This is true, but it's possible to configure samba to cooperate nicely
with it's native file system. I'm not at work at the moment so I can't
check my files, but I think that rummaging around the docs on pessimistic
locking gets you close to the issues. I'm currently running samba/tomcat
on a RH6.2 box with more or less vanilla smb.conf, and it works perfectly.
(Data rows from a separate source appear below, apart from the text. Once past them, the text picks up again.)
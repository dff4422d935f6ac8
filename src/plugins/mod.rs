//! # Plugins Module
//!
//! Static registry mapping protocol identifiers to [`AdapterFactory`]
//! implementations, plus the built-in plugins.
//!
//! | Protocol        | Factory          | Transport                        | In `builtin()` |
//! |-----------------|------------------|----------------------------------|----------------|
//! | `amqp`          | [`AmqpFactory`]  | embedder's [`AmqpConnector`]     | no             |
//! | `kafka`         | [`KafkaFactory`] | embedder's [`KafkaConnector`]    | no             |
//! | `http`, `https` | [`HttpFactory`]  | `reqwest`                        | yes            |
//!
//! AMQP and Kafka need a wire client, so they are only registered once the
//! embedder supplies one; until then a document using them fails to load with
//! [`PublishError::UnknownProtocol`](crate::PublishError::UnknownProtocol).
//!
//! ```rust,ignore
//! let plugins = PluginRegistry::builtin()
//!     .with_amqp(Arc::new(MyAmqpConnector::new()))
//!     .with_kafka(Arc::new(MyKafkaConnector::new()));
//! ```
//!
//! [`AmqpConnector`]: amqp::AmqpConnector
//! [`KafkaConnector`]: kafka::KafkaConnector

pub mod amqp;
pub mod http;
pub mod kafka;

pub use amqp::AmqpFactory;
pub use self::http::HttpFactory;
pub use kafka::KafkaFactory;

use crate::adapter::AdapterFactory;
use amqp::AmqpConnector;
use kafka::KafkaConnector;
use std::collections::HashMap;
use std::fmt;
use std::sync::Arc;
use tracing::{info, warn};

/// Protocol id → factory.
#[derive(Clone, Default)]
pub struct PluginRegistry {
    factories: HashMap<String, Arc<dyn AdapterFactory>>,
}

impl fmt::Debug for PluginRegistry {
    fn fmt(&self, f: &mut fmt::Formatter<'_>) -> fmt::Result {
        f.debug_struct("PluginRegistry")
            .field("protocols", &self.protocols())
            .finish()
    }
}

impl PluginRegistry {
    /// An empty registry
    #[must_use]
    pub fn new() -> Self {
        Self::default()
    }

    /// `http` and `https` on reqwest
    #[must_use]
    pub fn builtin() -> Self {
        let http: Arc<dyn AdapterFactory> = Arc::new(HttpFactory::new());
        Self::new()
            .with(http::PROTOCOL, Arc::clone(&http))
            .with(http::SECURE_PROTOCOL, http)
    }

    /// Register the AMQP plugin over `connector`
    #[must_use]
    pub fn with_amqp(self, connector: Arc<dyn AmqpConnector>) -> Self {
        self.with(amqp::PROTOCOL, Arc::new(AmqpFactory::new(connector)))
    }

    /// Register the Kafka plugin over `connector`; `kafka-secure` servers use it too
    #[must_use]
    pub fn with_kafka(self, connector: Arc<dyn KafkaConnector>) -> Self {
        let factory: Arc<dyn AdapterFactory> = Arc::new(KafkaFactory::new(connector));
        self.with(kafka::PROTOCOL, Arc::clone(&factory))
            .with(kafka::SECURE_PROTOCOL, factory)
    }

    /// Register `factory` for `protocol`, returning the one it replaces
    pub fn register(
        &mut self,
        protocol: impl Into<String>,
        factory: Arc<dyn AdapterFactory>,
    ) -> Option<Arc<dyn AdapterFactory>> {
        let protocol = protocol.into();
        let replaced = self.factories.insert(protocol.clone(), factory);
        if replaced.is_some() {
            warn!(protocol = %protocol, "Replaced existing protocol plugin");
        } else {
            info!(protocol = %protocol, total = self.factories.len(), "Protocol plugin registered");
        }
        replaced
    }

    /// Builder form of [`register`](Self::register)
    #[must_use]
    pub fn with(mut self, protocol: impl Into<String>, factory: Arc<dyn AdapterFactory>) -> Self {
        let _ = self.register(protocol, factory);
        self
    }

    #[must_use]
    pub fn get(&self, protocol: &str) -> Option<Arc<dyn AdapterFactory>> {
        self.factories.get(protocol).cloned()
    }

    /// Registered protocol ids, sorted
    #[must_use]
    pub fn protocols(&self) -> Vec<&str> {
        let mut protocols: Vec<&str> = self.factories.keys().map(String::as_str).collect();
        protocols.sort_unstable();
        protocols
    }
}
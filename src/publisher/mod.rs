//! # Publisher Module
//!
//! The orchestrator: loads an AsyncAPI 2.x document into a channel graph and
//! publishes validated messages through it.
//!
//! ## Lifecycle
//!
//! ```text
//! Publisher::new(plugins)
//!     │
//!     ├─ load_api(source, options)   resolve connections, bind adapters,
//!     │                              swap in the new channel graph
//!     ├─ publish(topic, msg, ...)    route → params → headers → body → fan-out
//!     │   (any number, concurrently)
//!     └─ stop(close_connections)     stop adapters, drop graph, tear down
//! ```
//!
//! `load_api` and `stop` are serialized by a lifecycle lock. `publish` takes
//! no lock: it reads the current channel graph from an `ArcSwap` snapshot, so
//! a publish racing a reload completes against whichever graph it loaded.
//!
//! ## Example
//!
//! ```rust,no_run
//! use asyncapi_pub::{LoadOptions, PluginRegistry, Publisher};
//! use serde_json::json;
//!
//! # async fn run() -> Result<(), asyncapi_pub::PublishError> {
//! let publisher = Publisher::new(PluginRegistry::builtin());
//! publisher
//!     .load_api(std::path::Path::new("asyncapi.yaml"), LoadOptions::default())
//!     .await?;
//!
//! let results = publisher
//!     .publish_message("events/42", json!({"status": "started"}))
//!     .await?;
//! println!("{} target(s) accepted the message", results.len());
//!
//! publisher.stop(true).await?;
//! # Ok(())
//! # }
//! ```
//!
//! ## Errors
//!
//! | Phase      | Typical error                                           |
//! |------------|---------------------------------------------------------|
//! | load       | `UnknownProtocol`, `UnknownServer`, `InvalidBinding`    |
//! | route      | `Unroutable` ("No channel found for topic ...")         |
//! | validate   | `Validation` with `ParamsInvalid`/`HeaderInvalid`/`BodyInvalid` |
//! | send       | `Transport`, `Serialization`                            |
//!
//! Nothing is sent unless routing and all three validations succeed.

mod core;

pub use self::core::{LoadOptions, Publisher};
The only time I had to reconfigure sambas locking settings (on a different
box) was when I needed a Unix program to detect write-locks held by a
samba client.
Kevin
On Thu, 22 Mar 2001, Craig R. McClanahan wrote:
> On Thu, 22 Mar 2001, Ryan wrote:
>
> > Even so.. I've still had to 'touch' half the time. Though I access my JSP
> > code through windows via samba. Dunno if that has anything to do with it.
> >
>
> Yes, it absolutely does.
>
> Network file systems often cache directory information about the files you
> access, in order to avoid lots of network traffic. Thus, a file can be
> changed on the Samba server (with an updated timestamp), and the Samba
> client (i.e. the machine Tomcat is running on) does not know that.
>
> IMHO, running your webapps via a network file system (Windows shared
> disks, Samba, Unix NFS, etc.) is not a good idea. You'd be much better
> off (and have much better performance) if you moved Tomcat to where the
> files are located, rather than the other way around.